Acknowledging that British and American interest in the “infamous” massacre of the Armenians “was lighted by the lamps of religion, philanthropy and politics,” Churchill said that the atrocities “stirred the ire of simple and chivalrous men and women spread widely about the English-speaking world.”
But there were other, less chivalrous men whose interest in the Armenian Holocaust—gleaned at first hand—would prove to be a useful experience in a new and brutal Europe. Franz von Papen, for example, was chief of staff of the Fourth Turkish Army during the 1914–18 war and served as Hitler’s vice chancellor in 1933. During the Second World War, he was the Third Reich’s ambassador to Turkey. Another German who knew the intimate details of the Armenian genocide was Lieutenant General Hans von Seeckt, who was chief of the Ottoman General Staff in 1917. He laid the groundwork for the Wehrmacht in the 1920s and was honoured by Hitler with a state funeral on his death in 1936. Much more sinister was the identity of a young German called Rudolf Hoess, who joined the German forces in Turkey as a teenager. In 1940 he was appointed commandant of Auschwitz, and he became deputy inspector of all Nazi concentration camps at SS headquarters in 1944.

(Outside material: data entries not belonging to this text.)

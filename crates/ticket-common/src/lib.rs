//! Common utilities for the ticket indexer crates
//!
//! Provides normalization of the raw strings found in webhook payloads
//! (addresses, token ids, block timestamps), the token class catalog, decimal
//! amount arithmetic, and the error type shared by the HTTP handlers.

pub mod amount;
pub mod api;

use alloy_primitives::Address;
use chrono::{DateTime, SecondsFormat, TimeZone, Utc};
use num_bigint::BigUint;
use serde::{Deserialize, Serialize};
use std::fmt;
use std::str::FromStr;

pub use amount::{add_amounts, is_negative, is_positive, parse_amount, sub_amounts, AmountError};
pub use api::ApiError;

/// Canonical zero address, used as `from` on mints.
pub const ZERO_ADDRESS: &str = "0x0000000000000000000000000000000000000000";

/// The two tracked contract categories.
#[derive(Debug, Clone, Copy, PartialEq, Eq, Hash, Serialize, Deserialize)]
pub enum TokenClass {
    /// Hybrid fungible/non-fungible contract.
    #[serde(rename = "ERC404")]
    Erc404,
    /// Plain non-fungible contract.
    #[serde(rename = "ERC721")]
    Erc721,
}

impl TokenClass {
    pub const ALL: [Self; 2] = [Self::Erc404, Self::Erc721];

    pub fn as_str(self) -> &'static str {
        match self {
            Self::Erc404 => "ERC404",
            Self::Erc721 => "ERC721",
        }
    }
}

impl fmt::Display for TokenClass {
    fn fmt(&self, f: &mut fmt::Formatter<'_>) -> fmt::Result {
        f.write_str(self.as_str())
    }
}

impl FromStr for TokenClass {
    type Err = anyhow::Error;

    fn from_str(s: &str) -> Result<Self, Self::Err> {
        match s {
            "ERC404" => Ok(Self::Erc404),
            "ERC721" => Ok(Self::Erc721),
            other => Err(anyhow::anyhow!("unknown token class {other}")),
        }
    }
}

/// Lookup of the tokens an address currently holds, across both classes.
///
/// Implemented by the ownership store and consumed by query handlers that
/// join other records against ownership.
pub trait OwnershipIndex: Send + Sync {
    fn owned_tokens(&self, owner: &str) -> anyhow::Result<Vec<(TokenClass, String)>>;
}

// ===== Addresses =====

/// Parse a hex address (any case, `0x` prefixed) into its canonical lowercase form.
pub fn normalize_address(raw: &str) -> Option<String> {
    let address = Address::from_str(raw.trim()).ok()?;
    Some(address_to_string(&address))
}

/// Render an address as lowercase `0x`-prefixed hex.
pub fn address_to_string(address: &Address) -> String {
    format!("0x{}", hex::encode(address.as_slice()))
}

pub fn is_zero_address(address: &str) -> bool {
    normalize_address(address).is_some_and(|a| a == ZERO_ADDRESS)
}

// ===== Token ids =====

/// Normalize a token id to its decimal representation.
///
/// Payloads carry decimal strings; `0x` hex is accepted as well.
pub fn normalize_token_id(raw: &str) -> Option<String> {
    let raw = raw.trim();
    let value = if let Some(hex_digits) = raw.strip_prefix("0x") {
        BigUint::parse_bytes(hex_digits.as_bytes(), 16)?
    } else {
        if raw.is_empty() || !raw.bytes().all(|b| b.is_ascii_digit()) {
            return None;
        }
        BigUint::parse_bytes(raw.as_bytes(), 10)?
    };
    Some(value.to_str_radix(10))
}

// ===== Timestamps =====

/// Build a UTC timestamp from unix seconds.
pub fn timestamp_from_secs(secs: i64) -> Option<DateTime<Utc>> {
    Utc.timestamp_opt(secs, 0).single()
}

/// Build a UTC timestamp from unix milliseconds (storage format).
pub fn timestamp_from_millis(millis: i64) -> Option<DateTime<Utc>> {
    Utc.timestamp_millis_opt(millis).single()
}

/// Serialize a timestamp as RFC 3339 UTC with millisecond precision.
pub fn format_timestamp(ts: &DateTime<Utc>) -> String {
    ts.to_rfc3339_opts(SecondsFormat::Millis, true)
}

/// `serialize_with` adapter for [`format_timestamp`].
pub fn serialize_timestamp<S>(ts: &DateTime<Utc>, serializer: S) -> Result<S::Ok, S::Error>
where
    S: serde::Serializer,
{
    serializer.serialize_str(&format_timestamp(ts))
}

#[cfg(test)]
mod tests {
    use super::*;

    #[test]
    fn test_normalize_address_lowercases() {
        let addr = normalize_address("0xAbCdEf0123456789aBcDeF0123456789AbCdEf01").unwrap();
        assert_eq!(addr, "0xabcdef0123456789abcdef0123456789abcdef01");
    }

    #[test]
    fn test_normalize_address_rejects_garbage() {
        assert!(normalize_address("0x1234").is_none());
        assert!(normalize_address("not an address").is_none());
    }

    #[test]
    fn test_zero_address() {
        assert!(is_zero_address(ZERO_ADDRESS));
        assert!(is_zero_address("0x0000000000000000000000000000000000000000"));
        assert!(!is_zero_address("0x0000000000000000000000000000000000000001"));
    }

    #[test]
    fn test_normalize_token_id() {
        assert_eq!(normalize_token_id("42").as_deref(), Some("42"));
        assert_eq!(normalize_token_id("0x2a").as_deref(), Some("42"));
        assert_eq!(normalize_token_id("007").as_deref(), Some("7"));
        assert!(normalize_token_id("").is_none());
        assert!(normalize_token_id("-1").is_none());
        assert!(normalize_token_id("12a").is_none());
    }

    #[test]
    fn test_format_timestamp() {
        let ts = timestamp_from_secs(1_700_000_000).unwrap();
        assert_eq!(format_timestamp(&ts), "2023-11-14T22:13:20.000Z");
    }

    #[test]
    fn test_token_class_round_trip_str() {
        for class in TokenClass::ALL {
            assert_eq!(class.as_str().parse::<TokenClass>().unwrap(), class);
        }
        assert!("ERC20".parse::<TokenClass>().is_err());
    }
}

In a work of remarkable scholarship, the Armenian historian Vahakn Dadrian identified Max Erwin von Scheubner-Richter as one of the most effective Nazi mentors. Scheubner-Richter was German vice-consul in Erzerum and witnessed Turkish massacres of Armenians in Bitlis province, writing a long report on the killings for the German chancellor. In all, he submitted to Berlin fifteen reports on the deportations and mass killi
ngs, stating in his last message that with the exception of a few hundred thousand survivors, the Armenians of Turkey had been exterminated (ausgerottet). He described the methods by which the Turks concealed their plans for the genocide, the techniques used to entrap Armenians, the use of criminal gangs, and even made a reference to the Armenians as “these ‘Jews of the Orient’ who are wily businessmen.” Scheubner-Richter met Hitler only five years later and would become one of his closest advisers, running a series of racist editorials in a Munich newspaper which called for a “ruthless and relentless” campaign against Jews so that Germany should be “cleansed.” When Hitler staged his attempted coup against the Bavarian government, Scheubner-Richter linked arms with Hitler as they marched through the streets and was shot in the heart and killed instantly by a police bullet.